Tolerância a peso de caminhões em estradas

Projeto também aumenta o tempo máximo que motoristas profissionais podem ficar ao volante


quinta-feira, 12 de fevereiro de 2015   -   Foto: Arquivo caminhoneiros-ABr O plenário da Câmara dos Deputados concluiu nesta quarta-feira (11) a votação das emendas do Senado a projeto que aumenta o tempo máximo que motoristas profissionais podem ficar ao volante, de 4 para 5,5 horas contínuas. O texto agora segue para sanção presidencial, segundo informações da Agência Câmara. O projeto também aumenta de 5 para 10 por cento a tolerância admitida sobre os limites de peso bruto de caminhão por eixo para rodagem nas estradas brasileiras. Além disso, a Câmara manteve no texto artigo que prevê que os veículos de transporte de cargas que circularem vazios não pagarão taxas de pedágio sobre os eixos mantidos suspensos. A Associação Brasileira de Concessionárias de Rodovias (ABCR) lembrou em nota que esse aumento do limite havia sido excluído no Senado e afirmou que a medida, reinserida na Câmara, vai reduzir a vida útil do asfalto e aumentar custos de manutenção, além de comprometer a segurança dos usuários. A associação ressalta que o aumento dos custos de manutenção acabará sendo repassado para os pedágios.
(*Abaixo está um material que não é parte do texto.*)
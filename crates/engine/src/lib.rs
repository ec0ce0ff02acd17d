//! Decision engine - evaluator, move search and turn controller
//!
//! Everything here is a pure function of the board and the falling piece:
//! the same state always yields the same operation.
//!
//! - [`evaluator`]: six-feature heuristic score for one hypothetical placement
//! - [`search`]: tries every rotation and column, keeps the best candidate
//! - [`turn`]: applies the chosen operation and advances the piece queue
//!
//! ```
//! use tetris_ai_core::GameState;
//! use tetris_ai_engine::commit_turn;
//! use tetris_ai_types::PieceKind;
//!
//! let state = GameState::new(PieceKind::O, Some(PieceKind::I));
//! let (op, next) = commit_turn(state).unwrap();
//! assert_eq!(op.column, 0);
//! assert_eq!(next.falling(), Some(PieceKind::I));
//! ```

pub mod evaluator;
pub mod search;
pub mod turn;

pub use tetris_ai_core as core;
pub use tetris_ai_types as types;

pub use evaluator::{evaluate, evaluate_placement, Evaluation, Features, Weights, WEIGHTS};
pub use search::{
    best_candidate, best_operation, candidates, pick_best, tie_break_priority, Candidate,
    Candidates, SearchError,
};
pub use turn::{apply_operation, commit_turn, fill_next, play_turn, Turn, TurnError};
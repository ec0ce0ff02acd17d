//! Random piece sequence generator.
//!
//! Prints `length` pieces from a seeded generator in the decision session's
//! input format, so the two can be piped together:
//!
//! ```bash
//! piece-stream 42 1000 | tetris-ai
//! ```

use std::io::{self, BufWriter};

use anyhow::{Context, Result};
use clap::Parser;

use tetris_ai::adapter::write_sequence;
use tetris_ai::core::{PieceStream, StreamOrder};

#[derive(Debug, Parser)]
#[command(name = "piece-stream", version, about = "Seeded Tetris piece sequence generator")]
struct Cli {
    #[arg(help = "RNG seed; the same seed always yields the same sequence")]
    seed: u32,

    #[arg(help = "Number of pieces to print before the closing X")]
    length: usize,

    #[arg(long, help = "Draw from shuffled 7-piece bags instead of uniformly")]
    bag: bool,
}

fn main() -> Result<()> {
    let cli = Cli::parse();

    let order = if cli.bag {
        StreamOrder::SevenBag
    } else {
        StreamOrder::Uniform
    };
    let pieces = PieceStream::new(cli.seed, order).take(cli.length);

    let mut out = BufWriter::new(io::stdout().lock());
    write_sequence(&mut out, pieces).context("writing piece sequence")?;
    Ok(())
}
Segundo a entidade, o texto aprovado prejudica o programa de concessões de estradas do governo federal, "colocando em risco antigas e novas concessões e ferindo conceitos fundamentais de um contrato de concessão de rodovias". A ABCR também afirmou que a isenção dos eixos suspensos de caminhões vazios vai significar "desequilíbrio contratual de receita, o que vai resultar em tarifas mais altas para os demais usuários".